Since 1976, Mr. Strickland has produced articles for The Space Review, NASAWatch, L5 News, Ad Astra, Space News, The Humanist, and other local and regional publications. His articles focus primarily on national space policy, access to space, space infrastructure and space solar power. His creation of a slide show and talk in 1990, explaining and promoting space solar power to non-technical audiences, led to the publication of his first technical SPS article in 1995, and a second in 1996.
He served as the director for science and space programming (about 50 events) at the 1997 LoneStarCon World Science Fiction Convention. He contributed a comprehensive chapter on energy systems in the book, Solar Power Satellites - A Space Energy System for Earth, edited by Dr.
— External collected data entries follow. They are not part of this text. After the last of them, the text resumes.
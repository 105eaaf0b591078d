/*
    fluxsync
    https://github.com/dbalsom/fluxfox

    Copyright 2024 Daniel Balsom

    Permission is hereby granted, free of charge, to any person obtaining a
    copy of this software and associated documentation files (the “Software”),
    to deal in the Software without restriction, including without limitation
    the rights to use, copy, modify, merge, publish, distribute, sublicense,
    and/or sell copies of the Software, and to permit persons to whom the
    Software is furnished to do so, subject to the following conditions:

    The above copyright notice and this permission notice shall be included in
    all copies or substantial portions of the Software.

    THE SOFTWARE IS PROVIDED “AS IS”, WITHOUT WARRANTY OF ANY KIND, EXPRESS OR
    IMPLIED, INCLUDING BUT NOT LIMITED TO THE WARRANTIES OF MERCHANTABILITY,
    FITNESS FOR A PARTICULAR PURPOSE AND NONINFRINGEMENT. IN NO EVENT SHALL THE
    AUTHORS OR COPYRIGHT HOLDERS BE LIABLE FOR ANY CLAIM, DAMAGES OR OTHER
    LIABILITY, WHETHER IN AN ACTION OF CONTRACT, TORT OR OTHERWISE, ARISING
    FROM, OUT OF OR IN CONNECTION WITH THE SOFTWARE OR THE USE OR OTHER
    DEALINGS IN THE SOFTWARE.

    --------------------------------------------------------------------------

    src/flux/revolution.rs

    Assembles one revolution of PLL output into the two buffers consumed by a
    disk controller emulator: a packed MSB-first bitstream of 16-bit words and
    a timing array holding one coarse latency value per 8 bit cells.
*/
use crate::flux::{
    pll::{Pll, PllBit},
    FluxSource,
};

/// Default capacity of a [RevolutionBuffer], in bit cells. Comfortably holds a revolution of a
/// 1Mbps track at 300RPM.
pub const DEFAULT_REVOLUTION_BITS: usize = 0x40000;

/// Owned output buffers sized for a given number of bit cells.
#[derive(Clone, Debug)]
pub struct RevolutionBuffer {
    pub bits: Vec<u16>,
    pub timings: Vec<u16>,
}

impl Default for RevolutionBuffer {
    fn default() -> Self {
        RevolutionBuffer::with_bit_capacity(DEFAULT_REVOLUTION_BITS)
    }
}

impl RevolutionBuffer {
    pub fn with_bit_capacity(bits: usize) -> Self {
        RevolutionBuffer {
            bits: vec![0; bits.div_ceil(16)],
            timings: vec![0; bits.div_ceil(8)],
        }
    }

    /// The number of bit cells that can be stored.
    pub fn bit_capacity(&self) -> usize {
        (self.bits.len() * 16).min(self.timings.len() * 8)
    }

    /// Borrow the bit and timing buffers separately, for passing to the decode functions.
    pub fn split_mut(&mut self) -> (&mut [u16], &mut [u16]) {
        (&mut self.bits, &mut self.timings)
    }

    /// Return the value of bit cell `idx`.
    pub fn bit(&self, idx: usize) -> Option<bool> {
        self.bits.get(idx >> 4).map(|w| w & (0x8000 >> (idx & 15)) != 0)
    }
}

/// Run the PLL until it reaches an index boundary, packing each bit cell into `bits` and a
/// timing value for each group of 8 cells into `timings`.
///
/// Bit `i` is stored in bit `15 - (i % 16)` of `bits[i / 16]`. A full group of 8 cells records
/// its accumulated latency divided by 16. A trailing partial group of `k` cells records its
/// latency divided by `2 * (1 + k)`.
///
/// Returns the number of bit cells stored. If the revolution does not fit in the buffers the
/// remainder is decoded but discarded, so the source is always left at the next revolution.
pub fn decode_revolution<S: FluxSource + ?Sized>(
    pll: &mut Pll,
    source: &mut S,
    bits: &mut [u16],
    timings: &mut [u16],
) -> usize {
    let capacity = (bits.len() * 16).min(timings.len() * 8);
    let mut i = 0;

    pll.take_latency();
    while let PllBit::Bit(bit) = pll.next_bit(source) {
        if i < capacity {
            if (i & 15) == 0 {
                bits[i >> 4] = 0;
            }
            if bit {
                bits[i >> 4] |= 0x8000 >> (i & 15);
            }
        }
        if (i & 7) == 7 {
            let latency = pll.take_latency();
            if i < capacity {
                timings[i >> 3] = (latency / 16) as u16;
            }
        }
        i += 1;
    }

    let partial = i & 7;
    if partial != 0 {
        let latency = pll.take_latency();
        if i < capacity {
            timings[i >> 3] = (latency / (2 * (1 + partial as i64))) as u16;
        }
    }

    if i > capacity {
        log::warn!(
            "decode_revolution(): revolution of {} bits exceeds buffer capacity of {} bits, truncated",
            i,
            capacity
        );
        return capacity;
    }

    log::trace!("decode_revolution(): decoded {} bits", i);
    i
}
Peter Glaser et al., and published by Wiley-Praxis in 1998. In 2005 he also contributed the chapter "Access to Luna" to the 2005 book Return to the Moon. He since has contributed many technical papers and presentations to the annual NSS conventions, to the Mars Society's conventions, the Wireless Power Transmission Conference of 2001, the Houston World Space Congress in 2002, and the Toronto Space Solar Power Symposium in 2009.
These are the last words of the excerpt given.